When my mother went to university to become a therapist she learned that suffering, even though it may have happened a long time ago, is something that is passed from one generation to the next to the next, like flexibility or grace or dyslexia. My grandfather had big green eyes [as does Elf], and dimly lit scenes of slaughter, blood on snow, played out behind them all the time, even when he smiled.'Are Mennonites a depressed people,' Yoli asks, 'or is it just us?' She doesn't alight on an answer, but the book (OK, now I'm thinking about it) moves towards one. It begins with an image of the house Yoli's father built with his own hands being towed away due to pressures from the Mennonite community, after which he spends the rest of his life sitting in his new house staring across at the empty space left behind. Loss of home and cohesive community are at the root of it all, and the motif keeps recurring. 'I'd like to take Elf back to Toronto,' she says:
I'd like for us all, my mother, my sister, my kids, Nic [Elf's devoted husband], Julie [Yoli's best friend and cousin], her kids - even Dan and Finbar and Radek [Yoli's exes and/or on-off partners] - to live in a tiny isolated community in a remote part of the world where all we have to look at is each other and we are only ever a few metres apart. It would be like an old Mennonite community in Siberia but with happiness.Another patient on the psychiatric ward tightly clutches her handbag which carries only her house key, warning people not to steal it from her, unknowing or denying that her son has sold her house behind her back. An image too of beleaguered pioneers recurs. 'Our platoon had taken another unexpected hit,' Yoli says at one tragic moment, and when the worst finally happens: 'It was time to circle our wagons. We've lost half our men and supplies are dwindling and winter is coming', and the novel ends with a positive assertion of home and community.

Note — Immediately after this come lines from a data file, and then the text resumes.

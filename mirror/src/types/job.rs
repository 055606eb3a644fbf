use std::fmt;

use mirror_postgres::replication::jobs::MirrorJobRow;
use mirror_postgres::schema::TableName;

use crate::bail;
use crate::error::{ErrorKind, MirrorResult};
use crate::types::RawChangeRecord;

/// Monotonic identifier of a committed raw log batch. Zero means no batch yet.
pub type BatchId = i64;

/// Opaque source position, such as a log sequence number.
pub type SourceOffset = i64;

/// Progress of a mirror job.
///
/// `normalize_batch_id <= sync_batch_id` holds for every stored job.
#[derive(Debug, Clone, Copy, Default, PartialEq, Eq)]
pub struct JobCursors {
    pub source_offset: SourceOffset,
    pub sync_batch_id: BatchId,
    pub normalize_batch_id: BatchId,
}

impl JobCursors {
    /// Returns the window of synced batches that still need normalizing, if any.
    pub fn pending_window(&self) -> MirrorResult<Option<BatchWindow>> {
        if self.normalize_batch_id == self.sync_batch_id {
            return Ok(None);
        }

        BatchWindow::new(self.normalize_batch_id, self.sync_batch_id).map(Some)
    }

    /// Checks that the normalize cursor may move to `normalize_batch_id`.
    ///
    /// The cursor only moves forward and never past the sync cursor.
    pub fn ensure_normalize_reachable(
        &self,
        job_name: &str,
        normalize_batch_id: BatchId,
    ) -> MirrorResult<()> {
        if normalize_batch_id > self.sync_batch_id {
            bail!(
                ErrorKind::InvalidState,
                "Normalize cursor cannot pass the sync cursor",
                format!(
                    "job `{job_name}` synced up to batch {} but normalize batch {normalize_batch_id} was requested",
                    self.sync_batch_id
                )
            );
        }

        if normalize_batch_id < self.normalize_batch_id {
            bail!(
                ErrorKind::InvalidState,
                "Normalize cursor cannot move backwards",
                format!(
                    "job `{job_name}` is normalized up to batch {} but normalize batch {normalize_batch_id} was requested",
                    self.normalize_batch_id
                )
            );
        }

        Ok(())
    }

    /// Checks that `window` is the pending window: it starts at the normalize cursor and ends
    /// within the synced batches.
    pub fn ensure_window_pending(&self, job_name: &str, window: BatchWindow) -> MirrorResult<()> {
        if window.after() != self.normalize_batch_id {
            bail!(
                ErrorKind::InvalidState,
                "Window does not start at the normalize cursor",
                format!(
                    "job `{job_name}` is normalized up to batch {} but window {window} was merged",
                    self.normalize_batch_id
                )
            );
        }

        self.ensure_normalize_reachable(job_name, window.up_to())
    }
}

impl From<MirrorJobRow> for JobCursors {
    fn from(row: MirrorJobRow) -> Self {
        Self {
            source_offset: row.source_offset,
            sync_batch_id: row.sync_batch_id,
            normalize_batch_id: row.normalize_batch_id,
        }
    }
}

/// The half-open batch interval `(after, up_to]`.
#[derive(Debug, Clone, Copy, PartialEq, Eq)]
pub struct BatchWindow {
    after: BatchId,
    up_to: BatchId,
}

impl BatchWindow {
    /// Fails with [`ErrorKind::InvalidState`] when `after > up_to`, which means the normalize
    /// cursor overtook the sync cursor.
    pub fn new(after: BatchId, up_to: BatchId) -> MirrorResult<BatchWindow> {
        if after > up_to {
            bail!(
                ErrorKind::InvalidState,
                "Normalize cursor is ahead of the sync cursor",
                format!("normalize batch id {after} is greater than sync batch id {up_to}")
            );
        }

        Ok(Self { after, up_to })
    }

    /// Exclusive lower bound.
    pub fn after(&self) -> BatchId {
        self.after
    }

    /// Inclusive upper bound.
    pub fn up_to(&self) -> BatchId {
        self.up_to
    }

    pub fn contains(&self, batch_id: BatchId) -> bool {
        batch_id > self.after && batch_id <= self.up_to
    }

    pub fn is_empty(&self) -> bool {
        self.after == self.up_to
    }
}

impl fmt::Display for BatchWindow {
    fn fmt(&self, f: &mut fmt::Formatter<'_>) -> fmt::Result {
        write!(f, "({}, {}]", self.after, self.up_to)
    }
}

/// Rows of one raw log append, together with the cursor values it commits.
#[derive(Debug, Clone)]
pub struct SyncCommit {
    pub source_offset: SourceOffset,
    /// Must be exactly one more than the stored sync batch id.
    pub batch_id: BatchId,
    pub records: Vec<RawChangeRecord>,
}

/// Result of a sync call.
#[derive(Debug, Clone, PartialEq, Eq)]
pub enum SyncOutcome {
    /// The records were appended under `batch_id`.
    Committed { batch_id: BatchId, records: usize },
    /// Nothing was handed in, cursors are unchanged.
    Empty,
    /// The offset was already covered by a committed batch, cursors are unchanged.
    StaleOffset {
        stored_offset: SourceOffset,
        offered_offset: SourceOffset,
    },
}

/// Result of a normalize call.
#[derive(Debug, Clone, PartialEq, Eq)]
pub enum NormalizeOutcome {
    /// The normalize cursor already matched the sync cursor.
    UpToDate { batch_id: BatchId },
    /// The window was merged and the normalize cursor moved to its upper bound.
    Applied {
        window: BatchWindow,
        tables: Vec<TableName>,
        rows_affected: u64,
    },
}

Yoli's life is a mess, her humour is sometimes wild, and the prose moves at breakneck speed. But there is nothing slapdash or uncontrolled about this book. It's acutely structured and every word counts. The survivors in Yoli's family survive through that pioneering spirit and the saving grace of language and wit. This novel, with its mordant and skewering wit, is indeed a triumphant circling of the wagons.